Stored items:
+ + + + + + +
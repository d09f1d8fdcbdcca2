//! Project configuration (`bundle.toml`).
//!
//! ```toml
//! [project]
//! name = "demo"
//! output_dir = "build"
//!
//! [[app]]
//! name = "first-app"
//! version = "0.1.0"
//! revision = 2
//! system_requires = ["libgtk-3-dev"]
//!
//! [app.hooks]
//! build = "scripts/build.sh"
//! ```

use std::collections::BTreeSet;
use std::fs;
use std::path::{Component, Path, PathBuf};

use anyhow::{bail, Context, Result};
use serde::Deserialize;

use crate::lifecycle::Action;

/// Default configuration filename, looked up in the working directory.
pub const DEFAULT_CONFIG_FILENAME: &str = "bundle.toml";

/// Environment variable overriding the configuration path.
pub const CONFIG_ENV: &str = "BUNDLE_BUILDER_CONFIG";

const DEFAULT_OUTPUT_DIR: &str = "build";

/// Per-action hook scripts, relative to the project root.
#[derive(Debug, Clone, Default, PartialEq, Eq)]
pub struct AppHooks {
    pub create: Option<PathBuf>,
    pub update: Option<PathBuf>,
    pub build: Option<PathBuf>,
}

impl AppHooks {
    pub fn for_action(&self, action: Action) -> Option<&Path> {
        match action {
            Action::Create => self.create.as_deref(),
            Action::Update => self.update.as_deref(),
            Action::Build => self.build.as_deref(),
        }
    }
}

/// One declared application.
#[derive(Debug, Clone, PartialEq, Eq)]
pub struct AppConfig {
    pub name: String,
    pub version: String,
    pub revision: u32,
    pub description: Option<String>,
    pub system_requires: Vec<String>,
    pub hooks: AppHooks,
}

impl AppConfig {
    pub fn new(name: impl Into<String>, version: impl Into<String>) -> Self {
        Self {
            name: name.into(),
            version: version.into(),
            revision: 1,
            description: None,
            system_requires: Vec::new(),
            hooks: AppHooks::default(),
        }
    }
}

/// A loaded and validated project.
#[derive(Debug, Clone)]
pub struct ProjectConfig {
    pub name: String,
    /// Directory containing the configuration file.
    pub root: PathBuf,
    /// Absolute bundle output directory.
    pub output_dir: PathBuf,
    /// Apps in declaration order.
    pub apps: Vec<AppConfig>,
}

impl ProjectConfig {
    /// Select apps by name, keeping declaration order. No names selects all.
    pub fn select_apps(&self, names: &[String]) -> Result<Vec<AppConfig>> {
        if names.is_empty() {
            return Ok(self.apps.clone());
        }
        for name in names {
            if !self.apps.iter().any(|app| &app.name == name) {
                let known: Vec<&str> = self.apps.iter().map(|a| a.name.as_str()).collect();
                bail!(
                    "unknown app '{}'; expected one of: {}",
                    name,
                    known.join(", ")
                );
            }
        }
        Ok(self
            .apps
            .iter()
            .filter(|app| names.contains(&app.name))
            .cloned()
            .collect())
    }
}

#[derive(Debug, Deserialize)]
#[serde(deny_unknown_fields)]
struct BundleToml {
    project: ProjectToml,
    #[serde(default, rename = "app")]
    apps: Vec<AppToml>,
}

#[derive(Debug, Deserialize)]
#[serde(deny_unknown_fields)]
struct ProjectToml {
    name: String,
    output_dir: Option<String>,
}

#[derive(Debug, Deserialize)]
#[serde(deny_unknown_fields)]
struct AppToml {
    name: String,
    version: String,
    revision: Option<u32>,
    description: Option<String>,
    system_requires: Option<Vec<String>>,
    hooks: Option<HooksToml>,
}

#[derive(Debug, Default, Deserialize)]
#[serde(deny_unknown_fields)]
struct HooksToml {
    create: Option<String>,
    update: Option<String>,
    build: Option<String>,
}

/// Configuration path from `--config`, then `BUNDLE_BUILDER_CONFIG`, then
/// `bundle.toml` in `cwd`.
pub fn config_path(explicit: Option<&Path>, cwd: &Path) -> PathBuf {
    if let Some(path) = explicit {
        return cwd.join(path);
    }
    if let Some(path) = std::env::var_os(CONFIG_ENV) {
        return cwd.join(path);
    }
    cwd.join(DEFAULT_CONFIG_FILENAME)
}

pub fn load_project(config_path: &Path) -> Result<ProjectConfig> {
    let content = fs::read_to_string(config_path)
        .with_context(|| format!("reading project config '{}'", config_path.display()))?;
    let root = config_path
        .parent()
        .map(Path::to_path_buf)
        .unwrap_or_else(|| PathBuf::from("."));
    parse_project(&content, &root)
        .with_context(|| format!("parsing project config '{}'", config_path.display()))
}

/// Parse configuration text whose relative paths resolve against `root`.
pub fn parse_project(content: &str, root: &Path) -> Result<ProjectConfig> {
    let parsed: BundleToml = toml::from_str(content)?;

    let project_name = parsed.project.name.trim().to_string();
    if project_name.is_empty() {
        bail!("project.name must not be empty");
    }

    let output_dir = parsed
        .project
        .output_dir
        .as_deref()
        .unwrap_or(DEFAULT_OUTPUT_DIR);
    let output_dir = root.join(parse_relative_path(output_dir, "project.output_dir")?);

    if parsed.apps.is_empty() {
        bail!("no [[app]] tables declared");
    }

    let mut seen = BTreeSet::new();
    let mut apps = Vec::with_capacity(parsed.apps.len());
    for app in parsed.apps {
        validate_app_name(&app.name)?;
        if !seen.insert(app.name.clone()) {
            bail!("app '{}' is declared more than once", app.name);
        }
        if app.version.trim().is_empty() {
            bail!("app '{}': version must not be empty", app.name);
        }
        let revision = app.revision.unwrap_or(1);
        if revision == 0 {
            bail!("app '{}': revision must be at least 1", app.name);
        }

        let hooks = app.hooks.unwrap_or_default();
        let hook = |raw: Option<String>, field: &str| -> Result<Option<PathBuf>> {
            raw.map(|raw| {
                parse_relative_path(&raw, &format!("app '{}' hooks.{field}", app.name))
                    .map(|path| root.join(path))
            })
            .transpose()
        };
        let hooks = AppHooks {
            create: hook(hooks.create, "create")?,
            update: hook(hooks.update, "update")?,
            build: hook(hooks.build, "build")?,
        };

        apps.push(AppConfig {
            name: app.name,
            version: app.version.trim().to_string(),
            revision,
            description: app.description,
            system_requires: app.system_requires.unwrap_or_default(),
            hooks,
        });
    }

    Ok(ProjectConfig {
        name: project_name,
        root: root.to_path_buf(),
        output_dir,
        apps,
    })
}

fn validate_app_name(name: &str) -> Result<()> {
    if name.is_empty() {
        bail!("app name must not be empty");
    }
    if !name
        .chars()
        .all(|c| c.is_ascii_lowercase() || c.is_ascii_digit() || c == '-' || c == '_')
    {
        bail!(
            "invalid app name '{}': use lowercase letters, digits, '-' and '_'",
            name
        );
    }
    Ok(())
}

fn parse_relative_path(raw: &str, field: &str) -> Result<PathBuf> {
    let candidate = Path::new(raw);
    if candidate.is_absolute() {
        bail!("{field} must be relative, got absolute path '{}'", raw);
    }
    for component in candidate.components() {
        if matches!(
            component,
            Component::ParentDir | Component::RootDir | Component::Prefix(_)
        ) {
            bail!(
                "{field} contains invalid traversal/root component in '{}'",
                raw
            );
        }
    }
    Ok(candidate.to_path_buf())
}

#[cfg(test)]
mod tests {
    use super::*;
    use tempfile::TempDir;

    const SAMPLE: &str = r#"
[project]
name = "demo"

[[app]]
name = "first"
version = "0.0.1"

[[app]]
name = "second"
version = "1.2.0"
revision = 3
description = "The second app"
system_requires = ["libgtk-3-dev"]

[app.hooks]
build = "scripts/build-second.sh"
"#;

    #[test]
    fn parses_apps_in_declared_order() {
        let project = parse_project(SAMPLE, Path::new("/work")).unwrap();
        assert_eq!(project.name, "demo");
        assert_eq!(project.output_dir, PathBuf::from("/work/build"));
        let names: Vec<_> = project.apps.iter().map(|a| a.name.as_str()).collect();
        assert_eq!(names, ["first", "second"]);

        let first = &project.apps[0];
        assert_eq!(first.revision, 1);
        assert!(first.system_requires.is_empty());
        assert_eq!(first.hooks, AppHooks::default());

        let second = &project.apps[1];
        assert_eq!(second.revision, 3);
        assert_eq!(second.description.as_deref(), Some("The second app"));
        assert_eq!(second.system_requires, ["libgtk-3-dev"]);
        assert_eq!(
            second.hooks.for_action(Action::Build),
            Some(Path::new("/work/scripts/build-second.sh"))
        );
        assert_eq!(second.hooks.for_action(Action::Create), None);
    }

    #[test]
    fn rejects_unknown_fields() {
        let err = parse_project(
            "[project]\nname = \"x\"\n[[app]]\nname = \"a\"\nversion = \"1\"\nflavour = \"y\"\n",
            Path::new("/work"),
        )
        .unwrap_err();
        assert!(format!("{err:#}").contains("flavour"));
    }

    #[test]
    fn rejects_duplicate_and_invalid_names() {
        let dup = "[project]\nname = \"x\"\n[[app]]\nname = \"a\"\nversion = \"1\"\n[[app]]\nname = \"a\"\nversion = \"2\"\n";
        assert!(parse_project(dup, Path::new("/w")).is_err());

        let upper = "[project]\nname = \"x\"\n[[app]]\nname = \"App\"\nversion = \"1\"\n";
        assert!(parse_project(upper, Path::new("/w")).is_err());
    }

    #[test]
    fn rejects_zero_revision_and_escaping_paths() {
        let zero = "[project]\nname = \"x\"\n[[app]]\nname = \"a\"\nversion = \"1\"\nrevision = 0\n";
        assert!(parse_project(zero, Path::new("/w")).is_err());

        let escape = "[project]\nname = \"x\"\noutput_dir = \"../out\"\n[[app]]\nname = \"a\"\nversion = \"1\"\n";
        assert!(parse_project(escape, Path::new("/w")).is_err());

        let hook = "[project]\nname = \"x\"\n[[app]]\nname = \"a\"\nversion = \"1\"\n[app.hooks]\nbuild = \"/bin/sh\"\n";
        assert!(parse_project(hook, Path::new("/w")).is_err());
    }

    #[test]
    fn requires_at_least_one_app() {
        assert!(parse_project("[project]\nname = \"x\"\n", Path::new("/w")).is_err());
    }

    #[test]
    fn select_apps_keeps_declared_order() {
        let project = parse_project(SAMPLE, Path::new("/work")).unwrap();
        let picked = project
            .select_apps(&["second".to_string(), "first".to_string()])
            .unwrap();
        assert_eq!(picked[0].name, "first");
        assert_eq!(picked.len(), 2);
        assert_eq!(project.select_apps(&[]).unwrap().len(), 2);
        assert!(project.select_apps(&["third".to_string()]).is_err());
    }

    #[test]
    fn load_project_resolves_against_config_dir() {
        let temp = TempDir::new().unwrap();
        let path = temp.path().join("bundle.toml");
        fs::write(&path, SAMPLE).unwrap();
        let project = load_project(&path).unwrap();
        assert_eq!(project.root, temp.path());
        assert_eq!(project.output_dir, temp.path().join("build"));
    }

    #[test]
    fn explicit_config_path_wins() {
        assert_eq!(
            config_path(Some(Path::new("other.toml")), Path::new("/work")),
            PathBuf::from("/work/other.toml")
        );
    }
}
+ + + + + + +
INSTRUCTIONS FOR THE TASK: Respond with one number only: how many lines of the data contain "impl".

TASK ANSWER: 4